Below are the records; restate word for word the lines from the first through the one containing "platform notification permission.", and only those.

═════ Stored data ═════

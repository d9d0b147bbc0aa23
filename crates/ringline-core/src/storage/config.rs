//! TOML-based application configuration.
//!
//! Two small sections: whether ringing is audible, and whether the host
//! surface may post alerts. The ring timeout is deliberately absent -- it
//! is fixed in the lifecycle, not a preference.
//!
//! Configuration is stored at `~/.config/ringline/config.toml`.

use serde::{Deserialize, Serialize};
use std::path::PathBuf;

use super::data_dir;
use crate::error::ConfigError;

const CONFIG_FILE: &str = "config.toml";

/// Ringer configuration.
#[derive(Debug, Clone, Serialize, Deserialize)]
pub struct RingConfig {
    /// Acquire the audible backend when a call rings.
    #[serde(default = "default_true")]
    pub sound: bool,
}

/// Alert-surface configuration.
#[derive(Debug, Clone, Serialize, Deserialize)]
pub struct NotificationsConfig {
    /// Stands in for the platform notification permission.
    #[serde(default = "default_true")]
    pub enabled: bool,
}

/// Application configuration.
///
/// Serialized to/from TOML at `~/.config/ringline/config.toml`.
#[derive(Debug, Clone, Serialize, Deserialize)]
pub struct Config {
    #[serde(default)]
    pub ring: RingConfig,
    #[serde(default)]
    pub notifications: NotificationsConfig,
}

// Default functions
fn default_true() -> bool {
    true
}

impl Default for RingConfig {
    fn default() -> Self {
        Self { sound: true }
    }
}

impl Default for NotificationsConfig {
    fn default() -> Self {
        Self { enabled: true }
    }
}

impl Default for Config {
    fn default() -> Self {
        Self {
            ring: RingConfig::default(),
            notifications: NotificationsConfig::default(),
        }
    }
}

impl Config {
    fn path() -> Result<PathBuf, ConfigError> {
        let dir = data_dir().map_err(|err| ConfigError::DataDir(err.to_string()))?;
        Ok(dir.join(CONFIG_FILE))
    }

    /// Load from disk, writing the default on first run.
    ///
    /// # Errors
    ///
    /// Returns an error if the file exists but cannot be parsed, or if the
    /// default cannot be written to disk.
    pub fn load() -> Result<Self, ConfigError> {
        let path = Self::path()?;
        match std::fs::read_to_string(&path) {
            Ok(content) => toml::from_str(&content).map_err(|err| ConfigError::LoadFailed {
                path,
                message: err.to_string(),
            }),
            Err(_) => {
                let cfg = Self::default();
                cfg.save()?;
                Ok(cfg)
            }
        }
    }

    /// Persist to disk.
    ///
    /// # Errors
    ///
    /// Returns an error if the config cannot be serialized or written.
    pub fn save(&self) -> Result<(), ConfigError> {
        let path = Self::path()?;
        let content = toml::to_string_pretty(self).map_err(|err| ConfigError::SaveFailed {
            path: path.clone(),
            message: err.to_string(),
        })?;
        std::fs::write(&path, content).map_err(|err| ConfigError::SaveFailed {
            path,
            message: err.to_string(),
        })
    }

    /// Load from disk, returning default on error.
    /// This is a convenience method that never fails.
    pub fn load_or_default() -> Self {
        Self::load().unwrap_or_default()
    }

    /// Get a config value as string by dot-separated key.
    pub fn get(&self, key: &str) -> Option<String> {
        match key {
            "ring.sound" => Some(self.ring.sound.to_string()),
            "notifications.enabled" => Some(self.notifications.enabled.to_string()),
            _ => None,
        }
    }

    /// Set a config value by dot-separated key and persist it.
    ///
    /// # Errors
    ///
    /// Returns an error if the key is unknown, the value cannot be parsed,
    /// or the config cannot be saved.
    pub fn set(&mut self, key: &str, value: &str) -> Result<(), ConfigError> {
        self.apply_key(key, value)?;
        self.save()
    }

    fn apply_key(&mut self, key: &str, value: &str) -> Result<(), ConfigError> {
        let parsed = value
            .parse::<bool>()
            .map_err(|_| ConfigError::InvalidValue {
                key: key.to_string(),
                message: format!("cannot parse '{value}' as bool"),
            });
        match key {
            "ring.sound" => {
                self.ring.sound = parsed?;
                Ok(())
            }
            "notifications.enabled" => {
                self.notifications.enabled = parsed?;
                Ok(())
            }
            _ => Err(ConfigError::UnknownKey(key.to_string())),
        }
    }
}

#[cfg(test)]
mod tests {
    use super::*;

    #[test]
    fn default_config_roundtrip() {
        let cfg = Config::default();
        let toml_str = toml::to_string_pretty(&cfg).unwrap();
        let parsed: Config = toml::from_str(&toml_str).unwrap();
        assert!(parsed.ring.sound);
        assert!(parsed.notifications.enabled);
    }

    #[test]
    fn missing_sections_fall_back_to_defaults() {
        let parsed: Config = toml::from_str("").unwrap();
        assert!(parsed.ring.sound);

        let parsed: Config = toml::from_str("[ring]\nsound = false\n").unwrap();
        assert!(!parsed.ring.sound);
        assert!(parsed.notifications.enabled);
    }

    #[test]
    fn get_supports_dot_keys() {
        let cfg = Config::default();
        assert_eq!(cfg.get("ring.sound").as_deref(), Some("true"));
        assert_eq!(cfg.get("notifications.enabled").as_deref(), Some("true"));
        assert!(cfg.get("ring.volume").is_none());
    }

    #[test]
    fn apply_key_updates_known_keys() {
        let mut cfg = Config::default();
        cfg.apply_key("ring.sound", "false").unwrap();
        assert!(!cfg.ring.sound);
        cfg.apply_key("notifications.enabled", "false").unwrap();
        assert!(!cfg.notifications.enabled);
    }

    #[test]
    fn apply_key_rejects_unknown_key() {
        let mut cfg = Config::default();
        assert!(matches!(
            cfg.apply_key("ring.timeout_secs", "60"),
            Err(ConfigError::UnknownKey(_))
        ));
    }

    #[test]
    fn apply_key_rejects_invalid_value() {
        let mut cfg = Config::default();
        assert!(matches!(
            cfg.apply_key("ring.sound", "loud"),
            Err(ConfigError::InvalidValue { .. })
        ));
        assert!(cfg.ring.sound);
    }
}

═════

:: Task solution ::
repository d9d0b147bbc0aa23
filename crates/ringline-core/src/storage/config.rs
//! TOML-based application configuration.
//!
//! Two small sections: whether ringing is audible, and whether the host
//! surface may post alerts. The ring timeout is deliberately absent -- it
//! is fixed in the lifecycle, not a preference.
//!
//! Configuration is stored at `~/.config/ringline/config.toml`.

use serde::{Deserialize, Serialize};
use std::path::PathBuf;

use super::data_dir;
use crate::error::ConfigError;

const CONFIG_FILE: &str = "config.toml";

/// Ringer configuration.
#[derive(Debug, Clone, Serialize, Deserialize)]
pub struct RingConfig {
    /// Acquire the audible backend when a call rings.
    #[serde(default = "default_true")]
    pub sound: bool,
}

/// Alert-surface configuration.
#[derive(Debug, Clone, Serialize, Deserialize)]
pub struct NotificationsConfig {
    /// Stands in for the platform notification permission.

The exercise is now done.